Telles sont les déductions auxquelles on arrive par l'abandon du principe de responsabilité. Aussi la distinction de la faute lourde et de la faute légère a-t-elle été écartée de la loi. Le législateur a seulement consenti dans l'article 20 à déclarer déchu du droit à toute indemnité la victime qui a intentionnellement provoqué l'accident. Il n'a pu cependant s'empêcher de prendre en considération la faute inexcusable: quand elle est prouvée à la charge de l'ouvrier, elle peut entraîner la diminution de la pension qui lui est attribuée ; quand elle est prouvée à la charge du patron, elle peut entraîner la majoration de l'indemnité. Quand la faute estelle inexcusable, et dans quelle mesure ce caractère de la faute doit-il modifier l'indemnité? C'est ce que les tribunaux auront à juger, et cette difficile appréciation sera infailliblement la source de contestations et de nombreux procès.

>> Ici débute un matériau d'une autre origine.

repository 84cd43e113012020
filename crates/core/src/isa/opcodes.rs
//! RISC-V major opcodes (bits 6-0) for the RV32I base set.
//!
//! The RV32M instructions share `OP_REG` and are distinguished by `funct7`.

/// Load instructions (LB, LH, LW, LBU, LHU).
pub const OP_LOAD: u32 = 0b0000011;

/// Immediate arithmetic instructions (ADDI, ANDI, SLLI, etc.).
pub const OP_IMM: u32 = 0b0010011;

/// Add Upper Immediate to PC (AUIPC).
pub const OP_AUIPC: u32 = 0b0010111;

/// Store instructions (SB, SH, SW).
pub const OP_STORE: u32 = 0b0100011;

/// Register-Register arithmetic (ADD, SUB, SLL, ... and the M extension).
pub const OP_REG: u32 = 0b0110011;

/// Load Upper Immediate (LUI).
pub const OP_LUI: u32 = 0b0110111;

/// Conditional Branch instructions (BEQ, BNE, etc.).
pub const OP_BRANCH: u32 = 0b1100011;

/// Jump and Link Register (JALR).
pub const OP_JALR: u32 = 0b1100111;

/// Jump and Link (JAL).
pub const OP_JAL: u32 = 0b1101111;
//! Instruction-set definitions for RV32I and the RV32M extension.
//!
//! This module groups the decode tables and helpers:
//! 1. **Opcodes:** Major opcode constants (bits 6-0).
//! 2. **Function codes:** `funct3`/`funct7` discriminators.
//! 3. **ABI:** Conventional register names used by the run-time surface.
//! 4. **Decode:** Field extraction and immediate reconstruction.

/// Conventional ABI register indices (a0, ra, sp, ...).
pub mod abi;
/// Field extraction and immediate generation.
pub mod decode;
/// Mnemonic rendering for trace output.
pub mod disasm;
/// `funct3` discriminator constants.
pub mod funct3;
/// `funct7` discriminator constants.
pub mod funct7;
/// Major opcode constants.
pub mod opcodes;
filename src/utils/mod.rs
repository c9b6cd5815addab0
pub mod error;
pub mod logger;
pub mod monitor;
pub mod validation;
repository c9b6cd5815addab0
use crate::core::Pipeline;
use crate::utils::error::Result;
use crate::utils::monitor::SystemMonitor;
use crate::utils::validation::validate_domain;
use std::io::Write;
use std::path::PathBuf;

/// Runs validate → probe → output check → extract → transform → load,
/// strictly in order.
pub struct IdentityEngine<P: Pipeline> {
    pipeline: P,
    monitor: SystemMonitor,
}

impl<P: Pipeline> IdentityEngine<P> {
    pub fn new(pipeline: P) -> Self {
        Self::new_with_monitoring(pipeline, false)
    }

    pub fn new_with_monitoring(pipeline: P, monitor_enabled: bool) -> Self {
        Self {
            pipeline,
            monitor: SystemMonitor::new(monitor_enabled),
        }
    }

    /// Returns the path of the written file. The listing is mirrored to
    /// `out` only after the file has been written in full, followed by an
    /// `Output saved to <path>` line.
    pub async fn run<W: Write>(&self, raw_domain: &str, out: &mut W) -> Result<PathBuf> {
        // 驗證輸入，失敗時不做任何網路或檔案 I/O
        let domain = validate_domain(raw_domain)?;
        tracing::info!("Searching certificate identities for {}", domain);

        self.pipeline.probe().await?;
        tracing::debug!("Database reachable");
        self.monitor.log_stats("Probe");

        // 查詢前先確認輸出目錄可寫
        self.pipeline.check_output().await?;

        let raw = self.pipeline.extract(&domain).await?;
        tracing::info!("Fetched {} identities", raw.len());
        self.monitor.log_stats("Extract");

        let identities = self.pipeline.transform(raw).await?;
        self.monitor.log_stats("Transform");

        let report = self.pipeline.load(&domain, identities).await?;
        out.write_all(report.listing.as_bytes())?;
        writeln!(out, "Output saved to {}", report.output_path.display())?;
        out.flush()?;
        tracing::info!(
            "Wrote {} wildcard and {} normal identities",
            report.wildcard_count,
            report.normal_count
        );
        self.monitor.log_stats("Load");
        self.monitor.log_final_stats();

        Ok(report.output_path)
    }
}
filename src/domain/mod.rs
// Domain layer: core models and ports (interfaces). No I/O lives here.

pub mod model;
pub mod ports;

Une semblable législation ne manquera pas non plus de se traduire par une insouciance plus grande de l'ouvrier et par une augmentation du nombre des accidents. On a beau se récrier contre une telle perspective, le législateur ne changera pas la nature humaine et l'expérience a prouvé que toute atténuation aux conséquences de la responsabilité de l'ouvrier est une prime donnée à son imprévoyance. Les faits sont là, et ils ne sont pas contestables. En Allemagne les accidents ont augmenté de 37 % de 1890 à 1896', et cela, on l'a fait remarquer, malgré la discipline qui régne dans les ateliers allemands. Au dernier Congrès international

Congrès international, p. 437.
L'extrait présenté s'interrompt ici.